Las dos hermanas tenían una idea fija: lograr un lugar a la medida de sus chifladuras. Un sitio donde se pudiera tender un puente con los productores, siempre agroecológicos, siempre a través del comercio justo. Llegar al punto cero del desperdicio de alimentos, a la sostenibilidad y la selección a rajatabla de productos de estación, cuando están en su esplendor y a un precio menos cruel. Esos mandamientos no se negocian: su carta cambia cada 15 días y se nutre de lo mejor de cada casa. Maíces del NOA que les provee Juanis, de Bioconexión. Lácteos orgánicos de La Choza, brotes de Tres Arroyos, aceites de Naturaleza Viva, verduras de La Anunciación, quesos de Hermanos Toscanos, entre otras materias primas sin agroquímicos ni conservantes. Libres de cualquier cosa que pervierta su esencia, degrade sus nutrientes y les reste sabor. En Catalino todo sabe a lo que dice ser, con una intensidad que la industria alimentaria nos obliga a olvidar y que Raquel –en el salón– y Mariana –en la cocina– recuperan para la memoria del paladar. Multiplicidad de sabores combinados con gracia y acierto en cada plato. De todos, me quedo con la terrina de cerdo, moras blancas de Salta y yogur servida sobre una tostada. El pincho de chorizo con salsa romesco y brotes de mizuna. Un súper sabroso consomé de azafrán con vieiras, cornalitos, langostinos. El asado de carne de pastura y ensalada rusa (lleva vegetales baby y mayonesa casera, cualquier parecido con la triste ensalada rusa de siempre es pura coincidencia).
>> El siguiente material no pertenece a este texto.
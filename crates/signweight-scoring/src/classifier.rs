//! Partitions the vocabulary into semantic classes.
//!
//! Classification is a priority list: explicit authority membership,
//! explicit commodity membership, the numeral heuristic, then the
//! `standard` default. Every sign gets exactly one class, and the result
//! depends only on the vocabulary and the configuration.

use std::collections::{BTreeMap, BTreeSet};

use signweight_config::{default_bounds, BoundMode, ClassConfig, WeightConfig};
use signweight_core::{Bounds, SignClass, SignId, Vocabulary};
use tracing::{info, warn};

fn class_index(class: SignClass) -> usize {
    match class {
        SignClass::Authority => 0,
        SignClass::Commodity => 1,
        SignClass::Numeral => 2,
        SignClass::Standard => 3,
    }
}

/// Assigns classes and bounds according to a [`ClassConfig`].
#[derive(Debug, Clone)]
pub struct Classifier {
    classes: ClassConfig,
    bounds: [Bounds; 4],
}

impl Classifier {
    /// Resolves the bounds of every class.
    ///
    /// Invalid class bounds fall back to the class default; in fixed mode
    /// every class shares `fixed_bounds`.
    pub fn new(config: &WeightConfig) -> Self {
        let bounds = SignClass::ALL.map(|class| match config.bound_mode {
            BoundMode::Fixed if config.fixed_bounds.is_valid() => config.fixed_bounds,
            BoundMode::Fixed => {
                warn!(
                    bounds = %config.fixed_bounds,
                    "invalid fixed bounds, using per-class defaults"
                );
                default_bounds(class)
            }
            BoundMode::Free => resolve_bounds(&config.classes, class),
        });
        Self {
            classes: config.classes.clone(),
            bounds,
        }
    }

    /// Class of a single sign.
    pub fn classify_sign(&self, id: SignId, frequency: u64) -> SignClass {
        if self.classes.authority.members.contains(&id) {
            SignClass::Authority
        } else if self.classes.commodity.members.contains(&id) {
            SignClass::Commodity
        } else if self.classes.numeral.matches(id, frequency) {
            SignClass::Numeral
        } else {
            SignClass::Standard
        }
    }

    pub fn bounds(&self, class: SignClass) -> Bounds {
        self.bounds[class_index(class)]
    }

    /// Classifies every sign of the vocabulary.
    pub fn classify(&self, vocabulary: &Vocabulary) -> Classification {
        let classes: BTreeMap<SignId, SignClass> = vocabulary
            .iter()
            .map(|sign| (sign.id, self.classify_sign(sign.id, sign.frequency)))
            .collect();
        let compounds: BTreeSet<SignId> = vocabulary
            .iter()
            .filter(|sign| sign.compound)
            .map(|sign| sign.id)
            .collect();
        let classification = Classification {
            classes,
            compounds,
            bounds: self.bounds,
        };
        info!(
            event = "classify_end",
            sign_count = classification.len() as u64,
            authority_count = classification.count(SignClass::Authority) as u64,
            commodity_count = classification.count(SignClass::Commodity) as u64,
            numeral_count = classification.count(SignClass::Numeral) as u64,
            standard_count = classification.count(SignClass::Standard) as u64,
            compound_count = classification.compound_count() as u64,
        );
        classification
    }
}

fn resolve_bounds(classes: &ClassConfig, class: SignClass) -> Bounds {
    match classes.configured_bounds(class) {
        Some(b) if b.is_valid() => b,
        Some(b) => {
            let fallback = default_bounds(class);
            warn!(
                class = %class,
                bounds = %b,
                fallback = %fallback,
                "invalid class bounds, using default"
            );
            fallback
        }
        None => default_bounds(class),
    }
}

/// Class and bounds of every sign in a vocabulary.
#[derive(Debug, Clone, PartialEq)]
pub struct Classification {
    classes: BTreeMap<SignId, SignClass>,
    compounds: BTreeSet<SignId>,
    bounds: [Bounds; 4],
}

impl Classification {
    pub fn class_of(&self, id: SignId) -> Option<SignClass> {
        self.classes.get(&id).copied()
    }

    /// Bounds of the weight variable for `id`.
    pub fn bounds_of(&self, id: SignId) -> Option<Bounds> {
        self.class_of(id).map(|c| self.class_bounds(c))
    }

    pub fn class_bounds(&self, class: SignClass) -> Bounds {
        self.bounds[class_index(class)]
    }

    pub fn contains(&self, id: SignId) -> bool {
        self.classes.contains_key(&id)
    }

    /// Members of a class in ascending id order.
    pub fn members(&self, class: SignClass) -> Vec<SignId> {
        self.classes
            .iter()
            .filter(|(_, c)| **c == class)
            .map(|(id, _)| *id)
            .collect()
    }

    pub fn count(&self, class: SignClass) -> usize {
        self.classes.values().filter(|c| **c == class).count()
    }

    /// True for signs flagged as compounds in the vocabulary.
    pub fn is_compound(&self, id: SignId) -> bool {
        self.compounds.contains(&id)
    }

    pub fn compound_count(&self) -> usize {
        self.compounds.len()
    }

    pub fn len(&self) -> usize {
        self.classes.len()
    }

    pub fn is_empty(&self) -> bool {
        self.classes.is_empty()
    }

    /// `(id, class)` pairs in ascending id order.
    pub fn iter(&self) -> impl Iterator<Item = (SignId, SignClass)> + '_ {
        self.classes.iter().map(|(id, c)| (*id, *c))
    }

    /// `(id, bounds)` of every weight variable, in ascending id order.
    pub fn variable_bounds(&self) -> impl Iterator<Item = (SignId, Bounds)> + '_ {
        self.iter().map(|(id, c)| (id, self.class_bounds(c)))
    }
}
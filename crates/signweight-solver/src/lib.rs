//! SignWeight Solver
//!
//! This crate turns a constraint set into a linear program and solves it:
//! - [`LpProblem`]: one bounded variable per sign, one `>=` row per constraint
//! - [`WeightSolver`]: minimizes total weight, optionally under a time limit
//! - [`TimeLimit`]: the wall-clock bound on a solve

pub mod error;
pub mod problem;
pub mod solver;
pub mod termination;

pub use error::SolveError;
pub use problem::{LpProblem, LpRow};
pub use solver::WeightSolver;
pub use termination::TimeLimit;
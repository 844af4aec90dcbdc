//! SignWeight - sign weight assignment by linear programming
//!
//! Loads a corpus of inscriptions, classifies every sign, generates
//! curvature, hierarchy, compound and efficiency constraints, minimizes the
//! total weight under class bounds and validates the result.
//!
//! # Example
//!
//! ```rust
//! use signweight::prelude::*;
//!
//! let (corpus, _) = Corpus::parse("M-1\t1 342 125\nM-2\t2 410 125\n");
//! let pipeline = Pipeline::new(WeightConfig::new()).unwrap();
//! let outcome = pipeline.run_loaded(corpus, ConstraintTables::new()).unwrap();
//!
//! assert_eq!(outcome.solution.status(), SolverStatus::Optimal);
//! assert!(outcome.validation.is_consistent());
//! ```

pub use signweight_config::{
    BoundMode, ConfigError, HierarchyRule, PremiumPair, TerminationConfig, WeightConfig,
};
pub use signweight_core::{
    Bounds, Constraint, ConstraintKind, ConstraintSet, Result, SignClass, SignId,
    SignWeightError, Solution, SolverStatus,
};
pub use signweight_corpus::{ConstraintTables, Corpus, LoadReport, TableReport};
pub use signweight_scoring::{
    Classification, Classifier, ConstraintBuilder, Diagnostics, SolutionValidator,
    ValidationReport, Verdict,
};
pub use signweight_solver::{LpProblem, WeightSolver};

mod pipeline;
mod report;

pub use pipeline::{Inputs, Pipeline, RunOutcome};
pub use report::WeightReport;

/// Installs the colored console logger.
#[cfg(feature = "console")]
pub use signweight_console::{init as init_console, init_with_level as init_console_with_level};

pub mod prelude {
    pub use super::{BoundMode, HierarchyRule, WeightConfig};
    pub use super::{ConstraintTables, Corpus};
    pub use super::{Inputs, Pipeline, RunOutcome, WeightReport};
    pub use super::{SignClass, SignId, SolverStatus, Verdict};
}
La comida de Catalino revela detalles amorosos. Nada está puesto porque sí. Mariana no es una improvisada. Trabajó con Sebastian Fouillade y con Isidoro Dillon, fue jefa de cocina de Antonio Soriano en Astor y asistió a la escuela más cercana: su madre ucraniana le enseñó los secretos de los fuegos. Desde chica aprendió las bases y los rituales de la buena mesa, jamás asociada a la sofisticación sino a la verdad de los alimentos. Eso que las dos hermanas sintetizan como cocina sincera y se prolonga en la secuencia de comidas acompañadas por esos gloriosos panes de masa madre que les prepara Francisco Seubet Alsó y las bebidas seleccionadas por la sommelier Lucía Bulacio. Olvídense de las gaseosas (¡bingo!), sólo tintos y blancos; cerveza; sidra Pulku de manzana, pera o cassis; aguas saborizadas o a la patagónica Alun-co.
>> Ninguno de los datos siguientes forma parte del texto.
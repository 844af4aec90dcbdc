//! Solves an [`LpProblem`] with the `minilp` dual simplex.
//!
//! Logging levels:
//! - **INFO**: solve start and end with problem size, status and duration
//! - **DEBUG**: backend outcome details

use std::collections::BTreeMap;
use std::sync::mpsc::{self, Receiver, RecvTimeoutError};
use std::thread;
use std::time::{Duration, Instant};

use minilp::{ComparisonOp, LinearExpr, OptimizationDirection, Problem};
use signweight_config::WeightConfig;
use signweight_core::{Solution, SolverStatus};
use tracing::{debug, info};

use crate::error::SolveError;
use crate::problem::LpProblem;
use crate::termination::TimeLimit;

/// What the backend reported.
#[derive(Debug, Clone, PartialEq)]
enum Outcome {
    Optimal { objective: f64, values: Vec<f64> },
    Infeasible,
    Unbounded,
}

/// Minimizes total weight subject to the problem's rows and bounds.
///
/// # Example
///
/// ```
/// use signweight_core::{Bounds, Constraint, ConstraintSet, SignId, SolverStatus};
/// use signweight_solver::{LpProblem, WeightSolver};
///
/// let mut constraints = ConstraintSet::new();
/// constraints.push(Constraint::hierarchy(SignId(125), SignId(342), 0.5, "authority>commodity"));
/// let variables = [
///     (SignId(125), Bounds::new(1.0, 8.0)),
///     (SignId(342), Bounds::new(1.0, 4.0)),
/// ];
/// let problem = LpProblem::build(variables, &constraints).unwrap();
///
/// let solution = WeightSolver::new().solve(&problem).unwrap();
/// assert_eq!(solution.status(), SolverStatus::Optimal);
/// assert!((solution.weight(SignId(125)).unwrap() - 1.5).abs() < 1e-6);
/// ```
#[derive(Debug, Clone, Copy, Default)]
pub struct WeightSolver {
    time_limit: Option<TimeLimit>,
}

impl WeightSolver {
    /// A solver without a time limit.
    pub fn new() -> Self {
        Self::default()
    }

    /// A solver honoring the configuration's `termination` section.
    pub fn from_config(config: &WeightConfig) -> Self {
        Self {
            time_limit: TimeLimit::from_config(config),
        }
    }

    pub fn with_time_limit(mut self, limit: TimeLimit) -> Self {
        self.time_limit = Some(limit);
        self
    }

    pub fn time_limit(&self) -> Option<TimeLimit> {
        self.time_limit
    }

    /// Solves the problem.
    ///
    /// Infeasible, unbounded and timed-out solves return a [`Solution`]
    /// without weights; only worker failures are errors.
    pub fn solve(&self, problem: &LpProblem) -> Result<Solution, SolveError> {
        let start = Instant::now();
        info!(
            event = "solve_start",
            variable_count = problem.variable_count() as u64,
            constraint_count = problem.row_count() as u64,
            time_limit_ms = self.time_limit.map(|l| l.duration().as_millis() as u64),
        );

        let outcome = if let Some(origin) = problem.infeasible_row() {
            debug!(origin, "constraint reduces to an impossible inequality");
            Some(Outcome::Infeasible)
        } else if problem.is_empty() {
            Some(Outcome::Optimal {
                objective: 0.0,
                values: Vec::new(),
            })
        } else {
            match self.time_limit {
                Some(limit) => solve_with_limit(problem.clone(), limit.duration())?,
                None => Some(run_backend(problem)),
            }
        };

        let duration = start.elapsed();
        let solution = match outcome {
            Some(Outcome::Optimal { objective, values }) => {
                let weights: BTreeMap<_, _> =
                    problem.signs().iter().copied().zip(values).collect();
                Solution::solved(SolverStatus::Optimal, objective, weights, duration)
            }
            Some(Outcome::Infeasible) => Solution::unsolved(SolverStatus::Infeasible, duration),
            Some(Outcome::Unbounded) => Solution::unsolved(SolverStatus::Unbounded, duration),
            None => Solution::unsolved(SolverStatus::TimeLimitExceeded, duration),
        };

        info!(
            event = "solve_end",
            status = solution.status().as_str(),
            objective = solution.objective(),
            duration_ms = duration.as_millis() as u64,
        );
        Ok(solution)
    }
}

// Runs the backend on a worker thread and stops waiting at `limit`. A
// worker that outlives the limit is abandoned; its result is dropped.
fn solve_with_limit(problem: LpProblem, limit: Duration) -> Result<Option<Outcome>, SolveError> {
    let (tx, rx) = mpsc::channel();
    thread::Builder::new()
        .name("signweight-lp".to_string())
        .spawn(move || {
            let _ = tx.send(run_backend(&problem));
        })
        .map_err(|e| SolveError::Worker(e.to_string()))?;
    await_outcome(&rx, limit)
}

fn await_outcome(rx: &Receiver<Outcome>, limit: Duration) -> Result<Option<Outcome>, SolveError> {
    match rx.recv_timeout(limit) {
        Ok(outcome) => Ok(Some(outcome)),
        Err(RecvTimeoutError::Timeout) => {
            debug!(limit_ms = limit.as_millis() as u64, "time limit reached, abandoning worker");
            Ok(None)
        }
        Err(RecvTimeoutError::Disconnected) => Err(SolveError::Worker(
            "worker exited without a result".to_string(),
        )),
    }
}

fn run_backend(problem: &LpProblem) -> Outcome {
    let mut lp = Problem::new(OptimizationDirection::Minimize);
    let vars: Vec<_> = problem
        .bounds()
        .iter()
        .map(|b| lp.add_var(1.0, (b.lower, b.upper)))
        .collect();

    for row in problem.rows() {
        let mut expr = LinearExpr::empty();
        for &(index, coefficient) in &row.coefficients {
            expr.add(vars[index], coefficient);
        }
        lp.add_constraint(expr, ComparisonOp::Ge, row.rhs);
    }

    match lp.solve() {
        Ok(solution) => Outcome::Optimal {
            objective: solution.objective(),
            values: vars.iter().map(|&v| solution[v]).collect(),
        },
        Err(minilp::Error::Infeasible) => Outcome::Infeasible,
        Err(minilp::Error::Unbounded) => Outcome::Unbounded,
    }
}

#[cfg(test)]
#[path = "solver_tests.rs"]
mod tests;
Los postres están a la altura de los platos salados. Cosa seria es la crème brûlée con jengibre, chips de topinambur y azúcar integral. Dulzor que no empalaga, texturas que se amigan en la boca. ¿El último gustazo que me llevo del restaurante?: café de Uchubamba, Perú.
Catalino convence de que comer rico y saludable, a un precio humano y a años luz de cualquier pretensión tilinga, es posible en la ciudad de la furia.